In December 2015, grid control center operators in Ukraine watched helplessly as their cursors moved across their computer displays, clicking substations offline. They frantically struggled to retake control until being involuntarily logged out.
Before the cyber attack ended, three stations were seized and over 225,000 Ukrainian electricity customers lost power. The hackers also shut down the three centers’ uninterruptible power supplies (UPS), leaving the operators themselves in the dark, according to a detailed study of the incident by the Electricity Information Sharing and Analysis Center (E-ISAC).
“The remote cyber attacks directed against Ukraine’s electricity infrastructure were bold and successful,” the E-ISAC, co-founded by the federal government and electric utility industry to analyze cyber threats, concluded. It was “the first time the world has seen this type of attack against OT systems in a nation’s critical infrastructure.”
That hack, along with subsequent (and quickly debunked) headlines of a cyber attack on a Vermont utility, appears to have increased utility concern about the security of their power systems.
In Utility Dive’s fourth annual State of the Electric Utility Survey, more than 600 utility professionals named cyber and physical security the most pressing concern for their companies, with 72% saying it is either “important” or “very important” today.
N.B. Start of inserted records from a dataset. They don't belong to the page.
//! Body relations
//!
//! A relation stores one [`Neighborhood`] per particle of its owning body.
//! The neighbor source is an explicit tag: the owning body itself (inner) or
//! one other body (contact). Contact relations keep their bodies in the order
//! given at construction; every kernel iterates them in that order.

use rayon::prelude::*;

use crate::body::{BodyId, SphSystem};
use crate::error::{Error, Result};
use crate::math::{Real, VectorN};
use crate::sph::kernel::Kernel;
use crate::sph::neighbor::{Neighbor, NeighborSearch, Neighborhood};
use crate::sph::property::Position;

#[derive(Copy, Clone, Debug, PartialEq, Eq)]
pub enum NeighborSource {
    Inner,
    Contact(BodyId),
}

pub struct Relation<T: Real, const D: usize> {
    body: BodyId,
    source: NeighborSource,
    configuration: Vec<Neighborhood<T, D>>,
}

impl<T: Real, const D: usize> Relation<T, D> {
    pub fn inner(system: &SphSystem<T, D>, body: BodyId) -> Result<Self> {
        let num_particles = system.body(body)?.num_particles();
        Ok(Relation {
            body,
            source: NeighborSource::Inner,
            configuration: vec![Neighborhood::new(); num_particles],
        })
    }

    pub fn contact(system: &SphSystem<T, D>, body: BodyId, source: BodyId) -> Result<Self> {
        let owner = system.body(body)?;
        system.body(source)?;
        if body == source {
            return Err(Error::SelfContact { body: owner.name().to_owned() });
        }

        Ok(Relation {
            body,
            source: NeighborSource::Contact(source),
            configuration: vec![Neighborhood::new(); owner.num_particles()],
        })
    }

    pub fn body(&self) -> BodyId {
        self.body
    }

    pub fn source(&self) -> NeighborSource {
        self.source
    }

    /// Body the neighbor indices refer to.
    pub fn source_body(&self) -> BodyId {
        match self.source {
            NeighborSource::Inner => self.body,
            NeighborSource::Contact(source) => source,
        }
    }

    pub fn len(&self) -> usize {
        self.configuration.len()
    }

    pub fn is_empty(&self) -> bool {
        self.configuration.is_empty()
    }

    pub fn neighborhood(&self, i: usize) -> &Neighborhood<T, D> {
        &self.configuration[i]
    }

    pub fn neighborhood_mut(&mut self, i: usize) -> &mut Neighborhood<T, D> {
        &mut self.configuration[i]
    }

    /// Verify that the relation belongs to `body` and covers all its particles.
    pub fn check(&self, system: &SphSystem<T, D>, body: BodyId) -> Result<()> {
        let owner = system.body(body)?;
        if self.body != body {
            return Err(Error::RelationMismatch {
                body: owner.name().to_owned(),
                reason: format!("relation is owned by body {}", self.body),
            });
        }
        if self.len() != owner.num_particles() {
            return Err(Error::RelationMismatch {
                body: owner.name().to_owned(),
                reason: format!(
                    "{} neighborhoods for {} particles",
                    self.len(),
                    owner.num_particles()
                ),
            });
        }
        Ok(())
    }

    /// Refill all neighborhoods from the current particle positions.
    ///
    /// Neighbor storage is reused; the configuration grows if particles were
    /// added to the owning body since the last update.
    pub fn update_configuration<K, S>(&mut self, system: &SphSystem<T, D>, kernel: &K, search: &mut S) -> Result<()>
    where
        K: Kernel<T>,
        S: NeighborSearch<T, D>,
    {
        let owner = system.body(self.body)?;
        self.configuration.resize(owner.num_particles(), Neighborhood::new());

        let positions_guard = owner.particles().read_property::<Position<T, D>>()?;
        let source_guard = match self.source {
            NeighborSource::Inner => None,
            NeighborSource::Contact(source) => Some(system.body(source)?.particles().read_property::<Position<T, D>>()?),
        };
        let positions: &[VectorN<T, D>] = &positions_guard;
        let source_positions: &[VectorN<T, D>] = match source_guard {
            Some(ref guard) => &**guard,
            None => positions,
        };

        search.build(source_positions);
        let search = &*search;
        let cutoff = kernel.cutoff();
        let inner = self.source == NeighborSource::Inner;

        self.configuration.par_iter_mut().enumerate().for_each(|(i, neighborhood)| {
            neighborhood.clear();
            let pos = positions[i];
            search.for_each_candidate(&pos, |j| {
                if inner && j == i {
                    return;
                }
                let diff = pos - source_positions[j];
                let r_ij = diff.norm();
                // coincident particles are kept, with a vanishing direction
                if r_ij < cutoff {
                    neighborhood.push(Neighbor {
                        j,
                        w_ij: kernel.w(r_ij),
                        dw_ij: kernel.dw(r_ij),
                        r_ij,
                        e_ij: diff / (r_ij + T::tiny()),
                    });
                }
            });
        });

        Ok(())
    }
}

/// Contact relations of one body, one per contacting body, in a fixed order.
pub struct ContactRelation<T: Real, const D: usize> {
    body: BodyId,
    contacts: Vec<Relation<T, D>>,
}

impl<T: Real, const D: usize> ContactRelation<T, D> {
    pub fn new(system: &SphSystem<T, D>, body: BodyId, contact_bodies: &[BodyId]) -> Result<Self> {
        let owner = system.body(body)?;
        if contact_bodies.is_empty() {
            return Err(Error::EmptyContactList { body: owner.name().to_owned() });
        }

        let contacts = contact_bodies
            .iter()
            .map(|&source| Relation::contact(system, body, source))
            .collect::<Result<Vec<_>>>()?;

        Ok(ContactRelation { body, contacts })
    }

    pub fn body(&self) -> BodyId {
        self.body
    }

    pub fn contact_bodies(&self) -> impl Iterator<Item = BodyId> + '_ {
        self.contacts.iter().map(|relation| relation.source_body())
    }

    pub fn relations(&self) -> &[Relation<T, D>] {
        &self.contacts
    }

    pub fn relations_mut(&mut self) -> &mut [Relation<T, D>] {
        &mut self.contacts
    }

    pub fn check(&self, system: &SphSystem<T, D>, body: BodyId) -> Result<()> {
        self.contacts.iter().try_for_each(|relation| relation.check(system, body))
    }

    pub fn update_configuration<K, S>(&mut self, system: &SphSystem<T, D>, kernel: &K, search: &mut S) -> Result<()>
    where
        K: Kernel<T>,
        S: NeighborSearch<T, D>,
    {
        for relation in &mut self.contacts {
            relation.update_configuration(system, kernel, search)?;
        }
        Ok(())
    }
}

/// Inner relation of a body together with its (optional) contact relations.
pub struct ComplexRelation<T: Real, const D: usize> {
    pub inner: Relation<T, D>,
    pub contact: Option<ContactRelation<T, D>>,
}

impl<T: Real, const D: usize> ComplexRelation<T, D> {
    pub fn new(system: &SphSystem<T, D>, body: BodyId, contact_bodies: &[BodyId]) -> Result<Self> {
        Ok(ComplexRelation {
            inner: Relation::inner(system, body)?,
            contact: Some(ContactRelation::new(system, body, contact_bodies)?),
        })
    }

    pub fn inner_only(system: &SphSystem<T, D>, body: BodyId) -> Result<Self> {
        Ok(ComplexRelation {
            inner: Relation::inner(system, body)?,
            contact: None,
        })
    }

    pub fn body(&self) -> BodyId {
        self.inner.body()
    }

    /// Contact relations, empty for an inner-only relation.
    pub fn contacts(&self) -> &[Relation<T, D>] {
        match self.contact {
            Some(ref contact) => contact.relations(),
            None => &[],
        }
    }

    pub fn check(&self, system: &SphSystem<T, D>, body: BodyId) -> Result<()> {
        self.inner.check(system, body)?;
        match self.contact {
            Some(ref contact) => contact.check(system, body),
            None => Ok(()),
        }
    }

    pub fn update_configuration<K, S>(&mut self, system: &SphSystem<T, D>, kernel: &K, search: &mut S) -> Result<()>
    where
        K: Kernel<T>,
        S: NeighborSearch<T, D>,
    {
        self.inner.update_configuration(system, kernel, search)?;
        if let Some(ref mut contact) = self.contact {
            contact.update_configuration(system, kernel, search)?;
        }
        Ok(())
    }
}

#[cfg(test)]
mod tests {
    use super::*;
    use crate::body::{Body, BodyKind, Resolution};
    use crate::sph::kernel::WendlandC2;
    use crate::sph::neighbor::AllPairs;
    use na::Vector2;

    fn system() -> (SphSystem<f64, 2>, BodyId, BodyId) {
        let mut system = SphSystem::new();
        let mut fluid = Body::new("fluid", BodyKind::Fluid, 1000.0, Resolution::new(1.0).unwrap());
        fluid.particles_mut().add_particles(3).with::<Position<f64, 2>>(&[
            Vector2::new(0.0, 0.0),
            Vector2::new(1.0, 0.0),
            Vector2::new(10.0, 0.0),
        ]).unwrap();
        let mut wall = Body::new("wall", BodyKind::Wall, 1000.0, Resolution::new(1.0).unwrap());
        wall.particles_mut().add_particles(1).with::<Position<f64, 2>>(&[Vector2::new(0.0, -1.0)]).unwrap();

        let fluid = system.add_body(fluid);
        let wall = system.add_body(wall);
        (system, fluid, wall)
    }

    #[test]
    fn inner_configuration_skips_self() {
        let (system, fluid, _) = system();
        let kernel = WendlandC2::new(1.3, 2).unwrap();
        let mut inner = Relation::inner(&system, fluid).unwrap();
        inner.update_configuration(&system, &kernel, &mut AllPairs::new()).unwrap();

        assert_eq!(inner.neighborhood(0).j(), &[1]);
        assert_eq!(inner.neighborhood(1).j(), &[0]);
        assert!(inner.neighborhood(2).is_empty());

        let n = inner.neighborhood(0).get(0).unwrap();
        assert!((n.r_ij - 1.0).abs() < 1.0e-12);
        // points from neighbor to self
        assert!((n.e_ij - Vector2::new(-1.0, 0.0)).norm() < 1.0e-12);
        assert!(n.dw_ij < 0.0);
    }

    #[test]
    fn contact_configuration_indexes_source_body() {
        let (system, fluid, wall) = system();
        let kernel = WendlandC2::new(1.3, 2).unwrap();
        let mut contact = ContactRelation::new(&system, fluid, &[wall]).unwrap();
        contact.update_configuration(&system, &kernel, &mut AllPairs::new()).unwrap();

        let relation = &contact.relations()[0];
        assert_eq!(relation.source(), NeighborSource::Contact(wall));
        assert_eq!(relation.neighborhood(0).j(), &[0]);
        let n = relation.neighborhood(0).get(0).unwrap();
        assert!((n.e_ij - Vector2::new(0.0, 1.0)).norm() < 1.0e-12);
        assert!(relation.neighborhood(2).is_empty());
    }

    #[test]
    fn construction_errors() {
        let (system, fluid, _) = system();
        match ContactRelation::new(&system, fluid, &[]) {
            Err(Error::EmptyContactList { body }) => assert_eq!(body, "fluid"),
            _ => panic!("expected empty contact list error"),
        }
        assert!(matches!(Relation::contact(&system, fluid, fluid), Err(Error::SelfContact { .. })));
    }

    #[test]
    fn check_detects_stale_configuration() {
        let (mut system, fluid, _) = system();
        let inner = Relation::inner(&system, fluid).unwrap();
        assert!(inner.check(&system, fluid).is_ok());
        assert_eq!(inner.len(), 3);
        assert!(!inner.is_empty());

        system.body_mut(fluid).unwrap().particles_mut().add_particles(1);
        assert!(matches!(inner.check(&system, fluid), Err(Error::RelationMismatch { .. })));
    }

    #[test]
    fn coincident_contact_particle_is_kept() {
        let (mut system, fluid, wall) = system();
        system
            .body_mut(wall)
            .unwrap()
            .particles_mut()
            .add_particles(1)
            .with::<Position<f64, 2>>(&[Vector2::new(1.0, 0.0)])
            .unwrap();

        let kernel = WendlandC2::new(1.3, 2).unwrap();
        let mut contact = ContactRelation::new(&system, fluid, &[wall]).unwrap();
        contact.update_configuration(&system, &kernel, &mut AllPairs::new()).unwrap();

        let neighborhood = contact.relations()[0].neighborhood(1);
        let n = neighborhood.iter().find(|n| n.j == 1).unwrap();
        assert_eq!(n.r_ij, 0.0);
        assert_eq!(n.dw_ij, 0.0);
        assert!(n.e_ij.iter().all(|x| x.is_finite()));
        assert_eq!(n.e_ij.norm(), 0.0);
    }
}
Whereas security issues ranked sixth among utility concerns in the 2015 and 2016 surveys, they registered above a number of high-profile sector issues this year, including distributed energy policy and rate design.
Doug Westlund, senior vice president at electric utility consultant AESI believes increased attention to the cyber threat from the media and industry groups set the security issue apart from other concerns.
“The Ukraine attack was well documented and it was well understood the same attack could happen in North America,” he told Utility Dive. “And utilities are starting to share information on cyber-attacks and threats.”
Westlund and others say the attack continues to animate utility sector planning for enhanced security. But as new distributed resources and grid technologies add more complexity to the system, keeping security practices up to date is likely to be a continuous job.
The security threat
The Utility Dive survey found the five most important issues facing utilities in 2017 are physical and cyber security, DER policy, rate design reform, aging grid infrastructure, and the threat to reliability from integrating variable renewables and DERs.
It is likely the Russia-based hacker Fancy Bear was involved in both the attack on the Ukrainian grid and the hacking of Hillary Clinton and other Democratic Party officials during the presidential election, according to the MIT Technology Review. The proximity and threat of these incidents has likely “increased focus on grid security,” the Utility Dive survey observes.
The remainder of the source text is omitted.